*Exercise*
Output range, inclusive: from the line containing "self.max_mp = max_mp;" to the line containing "pub fn set_boost(&mut". Restate those lines from the data below word for word and only those.

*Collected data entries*

↓

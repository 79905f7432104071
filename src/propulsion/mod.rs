pub mod piston;
pub mod turbine;
pub mod engine;
pub mod propeller;
pub mod prop_engine;
pub mod thruster;

pub use engine::{Engine, EngineControls};
pub use piston::PistonEngine;
pub use prop_engine::{PropEngine, PropEngineBuilder};
pub use propeller::Propeller;
pub use thruster::{EngineReadout, MountedThruster, SimpleJet, Thruster};
pub use turbine::TurbineEngine;
#[cfg(test)]
mod tests {
    use super::*;
    use crate::aero::{FuselageBuilder, WingBuilder};
    use crate::ground::{FlatGround, GearBuilder};
    use crate::propulsion::SimpleJet;
    use approx::assert_relative_eq;

    fn glider() -> AirplaneBuilder {
        let wing = WingBuilder::new(Vector3::new(0.0, 0.3, 0.0), 5.0, 1.2).build().unwrap();
        let body = FuselageBuilder::new(Vector3::new(2.0, 0.0, 0.0), Vector3::new(-4.0, 0.0, 0.0), 0.8)
            .build()
            .unwrap();
        AirplaneBuilder::new(500.0).wing(wing).fuselage(body).solve(false)
    }

    #[test]
    fn structure_is_scaled_to_empty_weight() {
        let jet = MountedThruster::new(SimpleJet::new(1000.0), Vector3::new(2.0, 0.0, 0.0), Vector3::x());
        let plane = glider()
            .thruster(jet, 100.0)
            .ballast(Vector3::new(1.0, 0.0, 0.0), 20.0)
            .tank(Tank::new(Vector3::zeros(), 50.0))
            .build()
            .unwrap();
        assert_relative_eq!(plane.model().body().total_mass(), 500.0 + 20.0 + 50.0, max_relative = 1e-12);
        assert_relative_eq!(plane.fuel(), 50.0);
    }

    #[test]
    fn thrusters_heavier_than_empty_weight_are_rejected() {
        let jet = MountedThruster::new(SimpleJet::new(1000.0), Vector3::zeros(), Vector3::x());
        assert!(glider().thruster(jet, 600.0).build().is_err());
    }

    #[test]
    fn mapping_to_missing_part_is_rejected() {
        let err = glider()
            .map("throttle", ControlKind::Throttle, ControlTarget::Thruster(0), ControlOptions::default())
            .build()
            .err()
            .unwrap();
        assert!(matches!(err, FdmError::ControlTarget { .. }));
    }

    #[test]
    fn solving_needs_both_conditions() {
        let err = glider().solve(true).build().err().unwrap();
        assert!(matches!(err, FdmError::MissingParameter("cruise")));
    }

    #[test]
    fn unknown_condition_axis_is_rejected() {
        let cruise = Cruise {
            speed: 50.0,
            altitude: 1000.0,
            fuel: 0.5,
            glide: 0.0,
            controls: vec![ControlInput::new("throttle", 1.0)],
        };
        let err = glider().cruise(cruise).build().err().unwrap();
        assert!(matches!(err, FdmError::UnknownAxis(_)));
    }

    #[test]
    fn drained_tanks_starve_the_engine() {
        let jet = MountedThruster::new(SimpleJet::new(10_000.0), Vector3::zeros(), Vector3::x());
        let mut plane = glider()
            .thruster(jet, 50.0)
            .tank(Tank::new(Vector3::zeros(), 1.0))
            .map("throttle", ControlKind::Throttle, ControlTarget::Thruster(0), ControlOptions::default())
            .build()
            .unwrap();
        plane.set_control("throttle", 1.0).unwrap();
        plane.step(0.01);
        assert!(plane.fuel_flow() > 0.0);
        for _ in 0..20 {
            plane.drain_fuel(1.0).unwrap();
            plane.step(0.01);
        }
        assert_relative_eq!(plane.fuel(), 0.0);
        assert!(!plane.engine_readouts()[0].running);
        assert_relative_eq!(plane.engine_readouts()[0].thrust, 0.0);

        plane.set_tank_fill(0, 1.0).unwrap();
        plane.step(0.01);
        assert!(plane.engine_readouts()[0].thrust > 0.0);
    }

    #[test]
    fn gear_is_sized_at_build() {
        let g = GearBuilder::new(Vector3::new(0.0, 0.0, -1.0), 0.2).build().unwrap();
        let mut plane = glider().gear(g).build().unwrap();
        assert!(plane.model().parts().gears[0].spring() > 1000.0);
        plane.set_ground(Box::new(FlatGround::new(0.0)));
        assert_eq!(plane.gear_readouts().len(), 1);
    }
}
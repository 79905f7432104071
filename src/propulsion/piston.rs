use crate::physics::atmosphere::{std_density, std_pressure, std_temperature};
use crate::units::{CIN2CM, HP2W, RPM2RAD};

// ---------------------------------------------------------------------------
// Piston engine model
// ---------------------------------------------------------------------------

/// Specific heat of the exhaust gas, J/(kg·K).
const EXHAUST_CP: f64 = 1300.0;
/// Gas constant used for the manifold charge, J/(kg·K).
const R_MANIFOLD: f64 = 287.1;
/// Below this shaft speed the engine cannot fire.
const MIN_RUNNING_SPEED: f64 = 60.0 * RPM2RAD;
/// Oil temperature a running engine settles at, idle and full power, K.
const OIL_TEMP_IDLE: f64 = 363.0;
const OIL_TEMP_SPAN: f64 = 30.0;

#[derive(Debug, Clone)]
pub struct PistonEngine {
    // Rating
    power0: f64,       // W
    omega0: f64,       // rad/s
    f0: f64,           // reference fuel flow at rated power, kg/s
    mix_coeff: f64,    // kg/rad
    rho0: f64,         // manifold density at rated conditions, kg/m^3
    turbo: f64,        // turbo/supercharger pressure multiplier
    max_mp: f64,       // wastegate ceiling, Pa
    compression: f64,
    displacement: f64, // m^3
    supercharger: bool,
    turbo_lag: f64,    // s

    // Controls
    throttle: f64,
    mixture: f64,
    magnetos: u8,
    starter: bool,
    boost: f64,
    fuel: bool,

    // Persistent state
    charge: f64,       // current pressure multiplier
    oil_temp: f64,     // K

    // Outputs of the last calc
    running: bool,
    charge_target: f64,
    torque: f64,       // N·m
    fuel_flow: f64,    // kg/s
    mp: f64,           // Pa
    egt: f64,          // K
    power: f64,        // W
    ambient_temp: f64, // K
}

impl PistonEngine {
    /// Engine rated at `power` W and `speed` rad/s at sea level.
    pub fn new(power: f64, speed: f64) -> Self {
        // BSFC of 0.45 lb/hr/hp
        let f0 = power * 7.62e-8;
        // Full throttle takeoff runs at 11/8 of ideal flow
        let mix_coeff = f0 * (11.0 / 8.0) * 1.1 / speed;
        Self {
            power0: power,
            omega0: speed,
            f0,
            mix_coeff,
            rho0: std_density(0.0),
            turbo: 1.0,
            max_mp: 1e6,
            compression: 8.0,
            displacement: power * (2.0 * CIN2CM / HP2W),
            supercharger: false,
            turbo_lag: 2.0,
            throttle: 0.0,
            mixture: 0.0,
            magnetos: 0,
            starter: false,
            boost: 1.0,
            fuel: true,
            charge: 1.0,
            oil_temp: std_temperature(0.0),
            running: false,
            charge_target: 1.0,
            torque: 0.0,
            fuel_flow: 0.0,
            mp: 0.0,
            egt: std_temperature(0.0),
            power: 0.0,
            ambient_temp: std_temperature(0.0),
        }
    }

    /// Turbocharger pressure multiplier and wastegate manifold ceiling.
    /// Re-derives the rated manifold density.
    pub fn set_turbo_params(&mut self, turbo: f64, max_mp: f64) {
        self.turbo = turbo;
        self.max_mp = max_mp;
        let p0 = std_pressure(0.0);
        let p = (p0 * (1.0 + self.boost * (turbo - 1.0))).min(max_mp);
        let t = std_temperature(0.0) * (p / p0).powf(2.0 / 7.0);
        self.rho0 = p / (R_MANIFOLD * t);
        self.charge = 1.0 + self.boost * (turbo - 1.0);
        self.charge_target = self.charge;
    }

    pub fn set_turbo_lag(&mut self, lag: f64) { self.turbo_lag = lag; }
    pub fn set_supercharger(&mut self, on: bool) { self.supercharger = on; }
    pub fn set_displacement(&mut self, d: f64) { self.displacement = d; }
    pub fn set_compression(&mut self, c: f64) { self.compression = c; }

    pub fn set_throttle(&mut self, t: f64) { self.throttle = t; }
    pub fn set_mixture(&mut self, m: f64) { self.mixture = m; }
    pub fn set_magnetos(&mut self, m: u8) { self.magnetos = m; }
    pub fn set_starter(&mut self, s: bool) { self.starter = s; }
    pub fn set_boost(&mut self, b: f64) { self.boost = b; }
    pub fn set_fuel(&mut self, f: bool) { self.fuel = f; }

    pub fn max_power(&self) -> f64 { self.power0 }
    pub fn rated_speed(&self) -> f64 { self.omega0 }
    pub fn is_running(&self) -> bool { self.running }
    pub fn is_cranking(&self) -> bool { self.starter }
    pub fn torque(&self) -> f64 { self.torque }
    pub fn fuel_flow(&self) -> f64 { self.fuel_flow }
    pub fn mp(&self) -> f64 { self.mp }
    pub fn egt(&self) -> f64 { self.egt }
    pub fn oil_temp(&self) -> f64 { self.oil_temp }
    pub fn boost_pressure(&self) -> f64 { self.charge }

    /// Torque, fuel flow, manifold pressure and EGT for ambient `pressure`
    /// (Pa), `temp` (K) and shaft `speed` (rad/s).
    pub fn calc(&mut self, pressure: f64, temp: f64, speed: f64) {
        self.ambient_temp = temp;
        self.running = self.magnetos != 0 && speed >= MIN_RUNNING_SPEED && self.fuel;

        // Turbochargers only spool properly with the engine lit;
        // superchargers follow shaft speed directly.
        let mut target = 1.0 + self.boost * (self.turbo - 1.0);
        if self.supercharger {
            target = 1.0 + self.boost * (self.turbo - 1.0) * supercharger_factor(speed / self.omega0);
        } else if !self.running {
            target = 1.0 + (target - 1.0) * 0.25;
        }
        self.charge_target = target;
        let charge = if self.supercharger || self.turbo_lag <= 0.0 {
            target
        } else {
            self.charge
        };

        // Minimum throttle leaves 10% of ambient in the manifold
        let mp = (pressure * charge * (0.1 + 0.9 * self.throttle)).min(self.max_mp);
        self.mp = mp;

        // Adiabatic compression into the manifold
        let manifold_t = temp * (mp / pressure).powf(2.0 / 7.0);
        let rho = mp / (R_MANIFOLD * manifold_t);

        self.fuel_flow = if self.magnetos == 0 || !self.fuel {
            0.0
        } else {
            self.mixture * speed * self.mix_coeff
        };

        // Complete combustion below 5/8 of ideal, all oxygen used
        // above 11/8, linear in between.
        let burnable = self.f0 * (rho / self.rho0) * (speed / self.omega0);
        let mut burned = if burnable <= 0.0 {
            0.0
        } else {
            let r = self.fuel_flow / burnable;
            if r < 0.625 {
                self.fuel_flow
            } else if r > 1.375 {
                burnable
            } else {
                self.fuel_flow + (burnable - self.fuel_flow) * (r - 0.625) * (4.0 / 3.0)
            }
        };
        if !self.running {
            burned = 0.0;
        }
        if self.magnetos < 3 {
            burned *= 0.9;
        }

        self.power = self.power0 * burned / self.f0;
        self.torque = if speed > 0.0 { self.power / speed } else { 0.0 };

        let rated_torque = self.power0 / self.omega0;
        if self.starter && !self.running {
            self.torque += 0.15 * rated_torque;
        }
        // Internal friction: full below half rated speed, gone at rated
        if speed > 0.0 && speed < self.omega0 {
            let interp = (2.0 - 2.0 * speed / self.omega0).min(1.0);
            self.torque -= 0.08 * rated_torque * interp;
        }

        // Exhaust energy balance. Four strokes fire every other rev.
        let mass_flow = self.fuel_flow + rho * 0.5 * self.displacement * speed;
        self.egt = if mass_flow > 0.0 {
            let corr = 1.0 / (self.compression.powf(0.4) - 1.0);
            (corr * self.power * 1.1 / (mass_flow * EXHAUST_CP)).max(temp)
        } else {
            temp
        };
    }

    /// Advance turbo spool and oil temperature toward the targets of the
    /// last `calc`.
    pub fn integrate(&mut self, dt: f64) {
        if self.turbo_lag > 0.0 {
            let k = (dt * 2.3 / self.turbo_lag).min(1.0);
            self.charge += (self.charge_target - self.charge) * k;
        } else {
            self.charge = self.charge_target;
        }

        let (target, tau) = self.oil_target();
        self.oil_temp += (target - self.oil_temp) * (dt / tau).min(1.0);
    }

    /// Snap the slow states to their equilibrium.
    pub fn stabilize(&mut self) {
        self.charge = self.charge_target;
        self.oil_temp = self.oil_target().0;
    }

    fn oil_target(&self) -> (f64, f64) {
        if self.running {
            let frac = (self.power / self.power0).clamp(0.0, 1.0);
            (OIL_TEMP_IDLE + OIL_TEMP_SPAN * frac, 600.0 - 300.0 * frac)
        } else {
            (self.ambient_temp, 1500.0)
        }
    }
}

/// Supercharger pressure gain versus normalized shaft speed, unity at
/// rated speed.
fn supercharger_factor(rpm_norm: f64) -> f64 {
    let x = rpm_norm.max(0.0);
    1.795_206_541 * 0.556_201_78_f64.powf(x) * x.powf(1.246_708_471)
}

#[cfg(test)]
mod tests {
    use super::*;
    use crate::physics::atmosphere::{P0, T0};
    use approx::assert_relative_eq;

    fn o360() -> PistonEngine {
        PistonEngine::new(180.0 * HP2W, 2700.0 * RPM2RAD)
    }

    fn running(throttle: f64, mixture: f64) -> PistonEngine {
        let mut e = o360();
        e.set_magnetos(3);
        e.set_throttle(throttle);
        e.set_mixture(mixture);
        e
    }

    #[test]
    fn magnetos_off_means_dead() {
        let mut e = running(1.0, 1.0);
        e.set_magnetos(0);
        for rpm in [0.0, 100.0, 1500.0, 2700.0] {
            e.calc(P0, T0, rpm * RPM2RAD);
            assert!(!e.is_running());
            assert_eq!(e.fuel_flow(), 0.0);
        }
    }

    #[test]
    fn fuel_flow_linear_in_mixture() {
        let speed = 2200.0 * RPM2RAD;
        let mut lean = running(0.7, 0.4);
        let mut rich = running(0.7, 0.8);
        lean.calc(P0, T0, speed);
        rich.calc(P0, T0, speed);
        assert!(lean.fuel_flow() > 0.0);
        assert_relative_eq!(rich.fuel_flow(), 2.0 * lean.fuel_flow(), epsilon = 1e-15);
    }

    #[test]
    fn full_throttle_at_rated_speed_makes_rated_power() {
        let mut e = running(1.0, 1.0);
        e.calc(P0, T0, e.rated_speed());
        let rated_torque = e.max_power() / e.rated_speed();
        assert!(e.is_running());
        assert_relative_eq!(e.torque(), rated_torque, max_relative = 0.01);
        assert!(e.egt().is_finite() && e.egt() >= T0);
    }

    #[test]
    fn zero_speed_is_finite() {
        let mut e = running(1.0, 1.0);
        e.calc(P0, T0, 0.0);
        assert!(!e.is_running());
        assert_eq!(e.torque(), 0.0);
        assert_eq!(e.egt(), T0);
    }

    #[test]
    fn starter_cranks_a_cold_engine() {
        let mut e = running(0.2, 1.0);
        e.set_starter(true);
        e.calc(P0, T0, 0.0);
        assert!(e.is_cranking());
        assert_relative_eq!(e.torque(), 0.15 * e.max_power() / e.rated_speed(), epsilon = 1e-9);
    }

    #[test]
    fn single_magneto_loses_power() {
        let speed = 2400.0 * RPM2RAD;
        let mut both = running(1.0, 0.9);
        let mut left = running(1.0, 0.9);
        left.set_magnetos(1);
        both.calc(P0, T0, speed);
        left.calc(P0, T0, speed);
        assert!(left.torque() < both.torque());
    }

    #[test]
    fn wastegate_caps_manifold_pressure() {
        let mut e = running(1.0, 1.0);
        e.set_turbo_lag(0.0);
        e.set_turbo_params(2.0, 40.0 * crate::units::INHG2PA);
        e.calc(P0, T0, e.rated_speed());
        assert_relative_eq!(e.mp(), 40.0 * crate::units::INHG2PA, epsilon = 1e-6);
    }

    #[test]
    fn turbo_spools_with_lag() {
        let mut e = running(1.0, 1.0);
        e.set_turbo_params(1.5, 1e6);
        e.set_turbo_lag(2.0);
        // Start from an unboosted charge
        e.set_magnetos(0);
        e.calc(P0, T0, e.rated_speed());
        e.stabilize();
        let cold = e.boost_pressure();
        e.set_magnetos(3);
        e.calc(P0, T0, e.rated_speed());
        e.integrate(0.5);
        let partial = e.boost_pressure();
        assert!(partial > cold && partial < 1.5);
        for _ in 0..50 {
            e.calc(P0, T0, e.rated_speed());
            e.integrate(0.5);
        }
        assert_relative_eq!(e.boost_pressure(), 1.5, epsilon = 1e-6);
    }

    #[test]
    fn supercharger_factor_is_unity_at_rated_speed() {
        assert_relative_eq!(supercharger_factor(1.0), 1.0, epsilon = 2e-3);
        assert_eq!(supercharger_factor(0.0), 0.0);
    }

    #[test]
    fn oil_warms_while_running() {
        let mut e = running(0.8, 1.0);
        let t0 = e.oil_temp();
        for _ in 0..100 {
            e.calc(P0, T0, 2300.0 * RPM2RAD);
            e.integrate(1.0);
        }
        assert!(e.oil_temp() > t0 + 10.0);
        assert!(e.oil_temp() < OIL_TEMP_IDLE + OIL_TEMP_SPAN);
    }
}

↑

*Response to the exercise*
        self.max_mp = max_mp;
        let p0 = std_pressure(0.0);
        let p = (p0 * (1.0 + self.boost * (turbo - 1.0))).min(max_mp);
        let t = std_temperature(0.0) * (p / p0).powf(2.0 / 7.0);
        self.rho0 = p / (R_MANIFOLD * t);
        self.charge = 1.0 + self.boost * (turbo - 1.0);
        self.charge_target = self.charge;
    }

    pub fn set_turbo_lag(&mut self, lag: f64) { self.turbo_lag = lag; }
    pub fn set_supercharger(&mut self, on: bool) { self.supercharger = on; }
    pub fn set_displacement(&mut self, d: f64) { self.displacement = d; }
    pub fn set_compression(&mut self, c: f64) { self.compression = c; }

    pub fn set_throttle(&mut self, t: f64) { self.throttle = t; }
    pub fn set_mixture(&mut self, m: f64) { self.mixture = m; }
    pub fn set_magnetos(&mut self, m: u8) { self.magnetos = m; }
    pub fn set_starter(&mut self, s: bool) { self.starter = s; }
    pub fn set_boost(&mut self, b: f64) { self.boost = b; }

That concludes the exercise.